## PROBLEM DESCRIPTION
Where the records below show the word "logged" in a line, please copy that line.
--
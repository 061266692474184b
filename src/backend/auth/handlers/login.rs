/**
 * Login Handler
 *
 * This module implements the user authentication handler for POST /login.
 *
 * # Authentication Process
 *
 * 1. Look up user by email
 * 2. Verify password using bcrypt
 * 3. Issue a JWT carrying the user ID
 * 4. Return the token
 *
 * # Security
 *
 * - Unknown email and wrong password return the same 401 body
 * - Passwords are never logged or returned
 */
use std::sync::Arc;

use axum::{
    extract::{rejection::JsonRejection, State},
    response::Json,
};

use crate::backend::auth::handlers::types::{LoginRequest, LoginResponse};
use crate::backend::auth::password::PasswordHasher;
use crate::backend::auth::sessions::TokenIssuer;
use crate::backend::error::BackendError;
use crate::backend::store::Store;

/// Login handler
///
/// # Arguments
///
/// * `State(store)` - User storage
/// * `State(tokens)` - Token issuer holding the signing key
/// * `State(hasher)` - Password hasher
/// * `payload` - Login request containing email and password
///
/// # Errors
///
/// * `400 Bad Request` - Body is not JSON, or email/password missing
/// * `401 Unauthorized` - Unknown email or wrong password
/// * `500 Internal Server Error` - Storage, hashing or signing failure
///
/// # Example Request
///
/// ```http
/// POST /login HTTP/1.1
/// Content-Type: application/json
///
/// {
///   "email": "ada@example.com",
///   "password": "correct horse"
/// }
/// ```
///
/// # Example Response
///
/// ```json
/// {
///   "message": "Login successful!",
///   "access_token": "eyJhbGciOiJIUzI1NiIsInR5cCI6IkpXVCJ9..."
/// }
/// ```
pub async fn login(
    State(store): State<Arc<dyn Store>>,
    State(tokens): State<Arc<TokenIssuer>>,
    State(hasher): State<PasswordHasher>,
    payload: Result<Json<LoginRequest>, JsonRejection>,
) -> Result<Json<LoginResponse>, BackendError> {
    let Json(request) = payload?;

    let (email, password) = request.into_credentials()?;

    let user = store.find_user_by_email(&email).await?.ok_or_else(|| {
        tracing::warn!("Login attempt for unknown email: {}", email);
        BackendError::InvalidCredentials
    })?;

    if !hasher.verify(&password, &user.password_hash)? {
        tracing::warn!("Invalid password for user: {}", user.email);
        return Err(BackendError::InvalidCredentials);
    }

    let access_token = tokens.issue(user.id)?;

    tracing::info!("User logged in successfully: {} ({})", user.name, user.email);

    Ok(Json(LoginResponse {
        message: "Login successful!".to_string(),
        access_token,
    }))
}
--
## PROBLEM SOLUTION
 * - Passwords are never logged or returned
    tracing::info!("User logged in successfully: {} ({})", user.name, user.email);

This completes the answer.